● **Task to carry out**: What lines in the data hold the string "ObjectService"? Show them.

- - - -

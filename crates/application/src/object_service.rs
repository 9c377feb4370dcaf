use std::sync::Arc;

use s3commander_core::{AppResult, NonEmptyString, UserIdentity};
use s3commander_domain::{AuditAction, BucketAccess, BucketName, Operation};

use crate::access_service::{AccessService, AccessibleBuckets};
use crate::audit_ports::{AuditEvent, AuditRepository};
use crate::storage_ports::{ObjectStoreClient, ObjectSummary, PresignedUrl};

/// One bucket visible to a principal, with region and effective access.
#[derive(Debug, Clone, PartialEq, Eq)]
pub struct BucketListing {
    /// Bucket name.
    pub name: String,
    /// Region from the storage gateway, when the bucket exists there.
    pub region: Option<String>,
    /// Effective access for the bucket.
    pub access: BucketAccess,
}

/// Application service proxying object operations behind access checks.
///
/// Every operation is resolved against the caller's grants first and audited
/// after the storage gateway confirms it.
#[derive(Clone)]
pub struct ObjectService {
    access: AccessService,
    store: Arc<dyn ObjectStoreClient>,
    audit_repository: Arc<dyn AuditRepository>,
}

impl ObjectService {
    /// Creates a new object service.
    #[must_use]
    pub fn new(
        access: AccessService,
        store: Arc<dyn ObjectStoreClient>,
        audit_repository: Arc<dyn AuditRepository>,
    ) -> Self {
        Self {
            access,
            store,
            audit_repository,
        }
    }

    /// Lists the buckets the identity can reach.
    pub async fn list_buckets(&self, identity: &UserIdentity) -> AppResult<Vec<BucketListing>> {
        let accessible = self.access.accessible_buckets(identity).await?;
        let store_buckets = self.store.list_buckets().await?;

        match accessible {
            AccessibleBuckets::All { access } => Ok(store_buckets
                .into_iter()
                .map(|bucket| BucketListing {
                    name: bucket.name,
                    region: Some(bucket.region),
                    access,
                })
                .collect()),
            AccessibleBuckets::Granted(granted) => Ok(granted
                .into_iter()
                .map(|entry| {
                    let region = store_buckets
                        .iter()
                        .find(|bucket| bucket.name == entry.bucket)
                        .map(|bucket| bucket.region.clone());
                    BucketListing {
                        name: entry.bucket,
                        region,
                        access: entry.access,
                    }
                })
                .collect()),
        }
    }

    /// Lists objects in a bucket the identity can read.
    pub async fn list_objects(
        &self,
        identity: &UserIdentity,
        bucket_name: &str,
        prefix: Option<&str>,
    ) -> AppResult<Vec<ObjectSummary>> {
        self.access
            .require(identity, bucket_name, Operation::Read)
            .await?;

        let bucket = BucketName::new(bucket_name)?;
        self.store.list_objects(&bucket, prefix).await
    }

    /// Issues a presigned download URL for one object.
    pub async fn download_url(
        &self,
        identity: &UserIdentity,
        bucket_name: &str,
        key: &str,
    ) -> AppResult<PresignedUrl> {
        let (bucket, key) = self
            .authorize(identity, bucket_name, key, Operation::Read)
            .await?;

        let url = self.store.presign_download(&bucket, key.as_str()).await?;
        self.append_object_event(identity, AuditAction::ObjectDownloaded, &bucket, key.as_str())
            .await?;

        Ok(url)
    }

    /// Issues a presigned upload URL for one object.
    pub async fn upload_url(
        &self,
        identity: &UserIdentity,
        bucket_name: &str,
        key: &str,
    ) -> AppResult<PresignedUrl> {
        let (bucket, key) = self
            .authorize(identity, bucket_name, key, Operation::Write)
            .await?;

        let url = self.store.presign_upload(&bucket, key.as_str()).await?;
        self.append_object_event(identity, AuditAction::ObjectUploaded, &bucket, key.as_str())
            .await?;

        Ok(url)
    }

    /// Deletes one object.
    pub async fn delete_object(
        &self,
        identity: &UserIdentity,
        bucket_name: &str,
        key: &str,
    ) -> AppResult<()> {
        let (bucket, key) = self
            .authorize(identity, bucket_name, key, Operation::Delete)
            .await?;

        self.store.delete_object(&bucket, key.as_str()).await?;
        self.append_object_event(identity, AuditAction::ObjectDeleted, &bucket, key.as_str())
            .await?;

        Ok(())
    }

    async fn authorize(
        &self,
        identity: &UserIdentity,
        bucket_name: &str,
        key: &str,
        operation: Operation,
    ) -> AppResult<(BucketName, NonEmptyString)> {
        let key = NonEmptyString::new(key)?;
        self.access.require(identity, bucket_name, operation).await?;

        Ok((BucketName::new(bucket_name)?, key))
    }

    async fn append_object_event(
        &self,
        identity: &UserIdentity,
        action: AuditAction,
        bucket: &BucketName,
        key: &str,
    ) -> AppResult<()> {
        self.audit_repository
            .append_event(AuditEvent {
                actor_subject: identity.subject().to_owned(),
                actor_name: identity.display_name().to_owned(),
                action,
                resource_type: "object".to_owned(),
                resource_id: format!("{bucket}/{key}"),
                detail: None,
            })
            .await
    }
}
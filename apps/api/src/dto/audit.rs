use s3commander_application::AuditLogEntry;
use serde::Serialize;
use ts_rs::TS;

/// API representation of one audit log entry.
#[derive(Debug, Serialize, TS)]
#[ts(
    export,
    export_to = "../../../packages/api-types/src/generated/audit-log-entry-response.ts"
)]
pub struct AuditLogEntryResponse {
    pub event_id: String,
    pub actor_subject: String,
    pub actor_name: String,
    pub action: String,
    pub resource_type: String,
    pub resource_id: String,
    pub detail: Option<String>,
    pub created_at: String,
}

impl From<AuditLogEntry> for AuditLogEntryResponse {
    fn from(entry: AuditLogEntry) -> Self {
        Self {
            event_id: entry.event_id,
            actor_subject: entry.actor_subject,
            actor_name: entry.actor_name,
            action: entry.action,
            resource_type: entry.resource_type,
            resource_id: entry.resource_id,
            detail: entry.detail,
            created_at: entry.created_at,
        }
    }
}
//! Application services and ports.

#![forbid(unsafe_code)]

mod access_ports;
mod access_resolver;
mod access_service;
mod account_ports;
mod account_service;
mod audit_ports;
mod audit_service;
mod directory_ports;
mod object_service;
mod permission_service;
mod request_service;
mod storage_ports;

use s3commander_core::{AppError, AppResult, UserIdentity};

pub use access_ports::{AccessRequestQuery, AccessRequestRepository, PermanentGrantRepository};
pub use access_resolver::{GrantSnapshot, resolve};
pub use access_service::{AccessService, AccessibleBuckets, GrantedBucket};
pub use account_ports::{Account, AccountRepository};
pub use account_service::AccountService;
pub use audit_ports::{AuditEvent, AuditLogEntry, AuditLogQuery, AuditLogRepository, AuditRepository};
pub use audit_service::AuditService;
pub use directory_ports::{DirectoryClient, DirectoryProfile};
pub use object_service::{BucketListing, ObjectService};
pub use permission_service::PermissionAdminService;
pub use request_service::{AccessRequestService, SubmitAccessRequestInput};
pub use storage_ports::{BucketSummary, ObjectStoreClient, ObjectSummary, PresignedUrl};

/// Rejects actors whose role does not bypass per-bucket grants.
pub(crate) fn require_privileged(actor: &UserIdentity) -> AppResult<()> {
    if !actor.is_privileged() {
        return Err(AppError::Forbidden(format!(
            "subject '{}' requires an administrative role for this operation",
            actor.subject()
        )));
    }

    Ok(())
}
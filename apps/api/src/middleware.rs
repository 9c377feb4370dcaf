use axum::extract::{Request, State};
use axum::http::{HeaderValue, Method, header};
use axum::middleware::Next;
use axum::response::Response;
use s3commander_core::{AppError, UserIdentity};
use tower_sessions::Session;

use crate::auth::SESSION_USER_KEY;
use crate::error::ApiResult;
use crate::state::AppState;

pub async fn require_auth(
    session: Session,
    mut request: Request,
    next: Next,
) -> ApiResult<Response> {
    let identity = session
        .get::<UserIdentity>(SESSION_USER_KEY)
        .await
        .map_err(|error| AppError::Internal(format!("failed to read session identity: {error}")))?
        .ok_or_else(|| AppError::Unauthorized("authentication required".to_owned()))?;

    request.extensions_mut().insert(identity);
    Ok(next.run(request).await)
}

pub async fn require_same_origin_for_mutations(
    State(state): State<AppState>,
    request: Request,
    next: Next,
) -> ApiResult<Response> {
    if is_state_changing_method(request.method()) {
        let headers = request.headers();

        if let Some(fetch_site) = headers.get("sec-fetch-site") {
            if fetch_site == HeaderValue::from_static("cross-site") {
                return Err(AppError::Unauthorized("cross-site request blocked".to_owned()).into());
            }
        }

        let origin = headers
            .get(header::ORIGIN)
            .and_then(|value| value.to_str().ok())
            .unwrap_or_default();
        let referer = headers
            .get(header::REFERER)
            .and_then(|value| value.to_str().ok())
            .unwrap_or_default();

        let allowed_origin = state.frontend_url;
        let origin_is_allowed = origin == allowed_origin;
        let referer_is_allowed = referer.starts_with(&allowed_origin);

        if !origin_is_allowed && !referer_is_allowed {
            return Err(AppError::Unauthorized("origin validation failed".to_owned()).into());
        }
    }

    Ok(next.run(request).await)
}

fn is_state_changing_method(method: &Method) -> bool {
    matches!(
        *method,
        Method::POST | Method::PUT | Method::PATCH | Method::DELETE
    )
}
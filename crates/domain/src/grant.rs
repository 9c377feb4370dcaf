use std::collections::BTreeSet;
use std::str::FromStr;

use s3commander_core::AppError;
use serde::{Deserialize, Serialize};

use crate::BucketName;

/// Scope of a standing write grant.
#[derive(Debug, Clone, Copy, PartialEq, Eq, Serialize, Deserialize)]
#[serde(rename_all = "snake_case")]
pub enum WriteAccessMode {
    /// No standing write access.
    None,
    /// Write access limited to an explicit bucket set.
    Selective,
    /// Write access to every bucket.
    All,
}

impl WriteAccessMode {
    /// Returns a stable storage value for this mode.
    #[must_use]
    pub fn as_str(&self) -> &'static str {
        match self {
            Self::None => "none",
            Self::Selective => "selective",
            Self::All => "all",
        }
    }
}

impl FromStr for WriteAccessMode {
    type Err = AppError;

    fn from_str(value: &str) -> Result<Self, Self::Err> {
        match value {
            "none" => Ok(Self::None),
            "selective" => Ok(Self::Selective),
            "all" => Ok(Self::All),
            _ => Err(AppError::Validation(format!(
                "unknown write access mode '{value}'"
            ))),
        }
    }
}

/// Standing per-user grant, at most one per principal.
///
/// Absence of a stored grant is equivalent to [`PermanentGrant::default`]:
/// no write access and no delete capability. `buckets` only carries meaning
/// when the mode is [`WriteAccessMode::Selective`].
#[derive(Debug, Clone, PartialEq, Eq, Serialize, Deserialize)]
pub struct PermanentGrant {
    /// Scope of the standing write grant.
    pub write_access: WriteAccessMode,
    /// Buckets covered when the mode is selective.
    pub buckets: BTreeSet<String>,
    /// Whether object deletion is enabled where write access applies.
    pub can_delete: bool,
}

impl PermanentGrant {
    /// Returns whether the standing grant covers writes to the bucket.
    #[must_use]
    pub fn allows_write(&self, bucket: &BucketName) -> bool {
        match self.write_access {
            WriteAccessMode::All => true,
            WriteAccessMode::Selective => self.buckets.contains(bucket.as_str()),
            WriteAccessMode::None => false,
        }
    }

    /// Returns whether the standing grant covers deletions in the bucket.
    ///
    /// Delete capability rides on standing write access for the same bucket;
    /// a delete-enabled grant with no applicable write scope deletes nothing.
    #[must_use]
    pub fn allows_delete(&self, bucket: &BucketName) -> bool {
        self.can_delete && self.allows_write(bucket)
    }

    /// Returns the grant with the bucket set cleared unless it is meaningful.
    #[must_use]
    pub fn normalized(mut self) -> Self {
        if self.write_access != WriteAccessMode::Selective {
            self.buckets.clear();
        }
        self
    }
}

impl Default for PermanentGrant {
    fn default() -> Self {
        Self {
            write_access: WriteAccessMode::None,
            buckets: BTreeSet::new(),
            can_delete: false,
        }
    }
}
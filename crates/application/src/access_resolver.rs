//! Effective-access resolution for one principal and bucket.
//!
//! The resolver is a pure computation over grant data the caller has already
//! fetched. Rules are evaluated in strict order, first match wins:
//!
//! 1. A privileged role (owner or admin) gets full access to every operation.
//! 2. Read: a standing write grant covering the bucket gives full access; an
//!    approved, unexpired request gives limited access with its expiry
//!    attached; standing access wins when both apply.
//! 3. Write: standing write scope covering the bucket, or an approved
//!    unexpired request. Temporary grants confer read and write together.
//! 4. Delete: standing write scope covering the bucket plus the standing
//!    delete flag. Temporary grants never confer delete.
//!
//! Expiry is compared live against the supplied clock on every call; there is
//! no persisted "expired" state and no background sweep. Revoked and denied
//! requests are ignored outright, regardless of any remaining expiry time.

use chrono::{DateTime, Utc};
use s3commander_core::Role;
use s3commander_domain::{AccessLevel, AccessRequest, BucketAccess, BucketName, PermanentGrant};

/// Grant data for one principal, fetched once and evaluated as a unit.
///
/// Callers needing a consistent decision across several operations must reuse
/// one snapshot; concurrent grant mutations are not linearized against
/// resolver calls.
#[derive(Debug, Clone, Default)]
pub struct GrantSnapshot {
    /// The principal's standing grant, if one is stored.
    pub permanent: Option<PermanentGrant>,
    /// The principal's access requests for the bucket under evaluation.
    pub requests: Vec<AccessRequest>,
}

/// Computes the effective access decision for one principal and bucket.
///
/// Absence of grants is a valid all-deny decision, never an error. The
/// function is pure: identical inputs always produce identical decisions.
#[must_use]
pub fn resolve(
    role: Role,
    bucket: &BucketName,
    snapshot: &GrantSnapshot,
    now: DateTime<Utc>,
) -> BucketAccess {
    if role.is_privileged() {
        return BucketAccess::full();
    }

    let absent = PermanentGrant::default();
    let permanent = snapshot.permanent.as_ref().unwrap_or(&absent);
    let standing_write = permanent.allows_write(bucket);

    let mut has_active_request = false;
    let mut unbounded = false;
    let mut latest_expiry: Option<DateTime<Utc>> = None;

    for request in &snapshot.requests {
        if request.bucket != *bucket || !request.is_active(now) {
            continue;
        }

        has_active_request = true;
        match request.expires_at {
            None => unbounded = true,
            Some(expires_at) => {
                latest_expiry = Some(latest_expiry.map_or(expires_at, |latest| latest.max(expires_at)));
            }
        }
    }

    let level = if standing_write {
        AccessLevel::Full
    } else if has_active_request {
        AccessLevel::Limited {
            expires_at: if unbounded { None } else { latest_expiry },
        }
    } else {
        AccessLevel::None
    };

    BucketAccess {
        level,
        can_write: standing_write || has_active_request,
        can_delete: permanent.allows_delete(bucket),
    }
}

#[cfg(test)]
mod tests {
    use std::collections::BTreeSet;

    use chrono::{DateTime, Duration, Utc};
    use s3commander_core::{AppResult, Role};
    use s3commander_domain::{
        AccessLevel, AccessRequest, BucketName, Operation, PermanentGrant, WriteAccessMode,
    };

    use super::{GrantSnapshot, resolve};

    fn bucket(name: &str) -> AppResult<BucketName> {
        BucketName::new(name)
    }

    fn approved_request(
        bucket: &BucketName,
        duration_minutes: u32,
        now: DateTime<Utc>,
    ) -> AppResult<AccessRequest> {
        let mut request = AccessRequest::submit(
            "alice",
            "Alice Doe",
            None,
            bucket.clone(),
            "eu-central-1",
            "incident investigation access",
            now,
        )?;
        request.approve("admin", duration_minutes, now)?;
        Ok(request)
    }

    fn selective_grant(buckets: &[&str], can_delete: bool) -> PermanentGrant {
        PermanentGrant {
            write_access: WriteAccessMode::Selective,
            buckets: buckets.iter().map(|name| (*name).to_owned()).collect(),
            can_delete,
        }
    }

    #[test]
    fn privileged_roles_bypass_all_grant_data() -> AppResult<()> {
        let target = bucket("any-bucket")?;
        let now = Utc::now();

        // A hostile snapshot: revoked request, no permanent grant.
        let mut request = approved_request(&target, 60, now)?;
        request.revoke("admin", "rotated credentials", now)?;
        let snapshot = GrantSnapshot {
            permanent: None,
            requests: vec![request],
        };

        for role in [Role::Owner, Role::Admin] {
            let access = resolve(role, &target, &snapshot, now);
            assert!(access.allows(Operation::Read));
            assert!(access.allows(Operation::Write));
            assert!(access.allows(Operation::Delete));
        }
        Ok(())
    }

    #[test]
    fn no_grants_means_no_access() -> AppResult<()> {
        let access = resolve(
            Role::User,
            &bucket("b1")?,
            &GrantSnapshot::default(),
            Utc::now(),
        );
        assert_eq!(access.level, AccessLevel::None);
        assert!(!access.can_write);
        assert!(!access.can_delete);
        Ok(())
    }

    #[test]
    fn all_mode_writes_to_every_bucket_and_delete_follows_flag() -> AppResult<()> {
        let now = Utc::now();
        for can_delete in [false, true] {
            let snapshot = GrantSnapshot {
                permanent: Some(PermanentGrant {
                    write_access: WriteAccessMode::All,
                    buckets: BTreeSet::new(),
                    can_delete,
                }),
                requests: Vec::new(),
            };
            let access = resolve(Role::User, &bucket("any-name-at-all")?, &snapshot, now);
            assert_eq!(access.level, AccessLevel::Full);
            assert!(access.can_write);
            assert_eq!(access.can_delete, can_delete);
        }
        Ok(())
    }

    #[test]
    fn selective_mode_is_scoped_to_its_bucket_set() -> AppResult<()> {
        let now = Utc::now();
        let snapshot = GrantSnapshot {
            permanent: Some(selective_grant(&["b1"], false)),
            requests: Vec::new(),
        };

        let granted = resolve(Role::User, &bucket("b1")?, &snapshot, now);
        assert_eq!(granted.level, AccessLevel::Full);
        assert!(granted.can_write);

        let other = resolve(Role::User, &bucket("b2")?, &snapshot, now);
        assert_eq!(other.level, AccessLevel::None);
        assert!(!other.can_write);
        Ok(())
    }

    #[test]
    fn approved_request_grants_limited_read_and_write_but_never_delete() -> AppResult<()> {
        let target = bucket("b1")?;
        let now = Utc::now();
        let request = approved_request(&target, 60, now)?;
        let expires_at = request.expires_at;

        // Delete stays off even with the standing delete flag set, because the
        // flag only rides on standing write scope for the same bucket.
        let snapshot = GrantSnapshot {
            permanent: Some(selective_grant(&["other-bucket"], true)),
            requests: vec![request],
        };

        let access = resolve(Role::User, &target, &snapshot, now);
        assert_eq!(access.level, AccessLevel::Limited { expires_at });
        assert!(access.can_write);
        assert!(!access.can_delete);
        Ok(())
    }

    #[test]
    fn approved_request_stops_counting_once_the_clock_passes_expiry() -> AppResult<()> {
        let target = bucket("b1")?;
        let now = Utc::now();
        let snapshot = GrantSnapshot {
            permanent: None,
            requests: vec![approved_request(&target, 60, now)?],
        };

        let before = resolve(Role::User, &target, &snapshot, now + Duration::minutes(59));
        assert!(before.allows(Operation::Read));
        assert!(before.can_write);

        let after = resolve(Role::User, &target, &snapshot, now + Duration::minutes(61));
        assert_eq!(after.level, AccessLevel::None);
        assert!(!after.can_write);
        Ok(())
    }

    #[test]
    fn revocation_preempts_remaining_expiry_time() -> AppResult<()> {
        let target = bucket("b1")?;
        let now = Utc::now();
        let mut request = approved_request(&target, 60, now)?;
        request.revoke("admin", "access no longer needed", now)?;

        let snapshot = GrantSnapshot {
            permanent: None,
            requests: vec![request],
        };
        let access = resolve(Role::User, &target, &snapshot, now);
        assert_eq!(access.level, AccessLevel::None);
        assert!(!access.can_write);
        Ok(())
    }

    #[test]
    fn standing_grant_wins_over_an_active_request_for_read_level() -> AppResult<()> {
        let target = bucket("b1")?;
        let now = Utc::now();
        let snapshot = GrantSnapshot {
            permanent: Some(selective_grant(&["b1"], false)),
            requests: vec![approved_request(&target, 60, now)?],
        };

        let access = resolve(Role::User, &target, &snapshot, now);
        assert_eq!(access.level, AccessLevel::Full);
        Ok(())
    }

    #[test]
    fn only_active_requests_count_among_many() -> AppResult<()> {
        let target = bucket("b1")?;
        let now = Utc::now();

        let expired = approved_request(&target, 30, now - Duration::hours(2))?;
        let mut denied = AccessRequest::submit(
            "alice",
            "Alice Doe",
            None,
            target.clone(),
            "eu-central-1",
            "second request for the same bucket",
            now,
        )?;
        denied.deny("admin", "duplicate of an earlier request", now)?;
        let active = approved_request(&target, 60, now)?;
        let active_expiry = active.expires_at;

        let snapshot = GrantSnapshot {
            permanent: None,
            requests: vec![expired, denied, active],
        };

        let access = resolve(Role::User, &target, &snapshot, now);
        assert_eq!(
            access.level,
            AccessLevel::Limited {
                expires_at: active_expiry
            }
        );
        Ok(())
    }

    #[test]
    fn latest_expiry_is_reported_when_several_requests_are_active() -> AppResult<()> {
        let target = bucket("b1")?;
        let now = Utc::now();
        let short = approved_request(&target, 30, now)?;
        let long = approved_request(&target, 120, now)?;
        let long_expiry = long.expires_at;

        let snapshot = GrantSnapshot {
            permanent: None,
            requests: vec![long, short],
        };
        let access = resolve(Role::User, &target, &snapshot, now);
        assert_eq!(
            access.level,
            AccessLevel::Limited {
                expires_at: long_expiry
            }
        );
        Ok(())
    }

    #[test]
    fn requests_for_other_buckets_are_ignored() -> AppResult<()> {
        let now = Utc::now();
        let snapshot = GrantSnapshot {
            permanent: None,
            requests: vec![approved_request(&bucket("b1")?, 60, now)?],
        };

        let access = resolve(Role::User, &bucket("b2")?, &snapshot, now);
        assert_eq!(access.level, AccessLevel::None);
        Ok(())
    }

    #[test]
    fn pending_requests_grant_nothing() -> AppResult<()> {
        let target = bucket("b1")?;
        let now = Utc::now();
        let pending = AccessRequest::submit(
            "alice",
            "Alice Doe",
            None,
            target.clone(),
            "eu-central-1",
            "still waiting for review",
            now,
        )?;

        let snapshot = GrantSnapshot {
            permanent: None,
            requests: vec![pending],
        };
        let access = resolve(Role::User, &target, &snapshot, now);
        assert_eq!(access.level, AccessLevel::None);
        assert!(!access.can_write);
        Ok(())
    }

    #[test]
    fn identical_inputs_resolve_identically() -> AppResult<()> {
        let target = bucket("b1")?;
        let now = Utc::now();
        let snapshot = GrantSnapshot {
            permanent: Some(selective_grant(&["b1"], true)),
            requests: vec![approved_request(&target, 60, now)?],
        };

        let first = resolve(Role::User, &target, &snapshot, now);
        let second = resolve(Role::User, &target, &snapshot, now);
        assert_eq!(first, second);
        Ok(())
    }
}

- - - -

● **Finished task**:
pub struct ObjectService {
impl ObjectService {
pub use object_service::{BucketListing, ObjectService};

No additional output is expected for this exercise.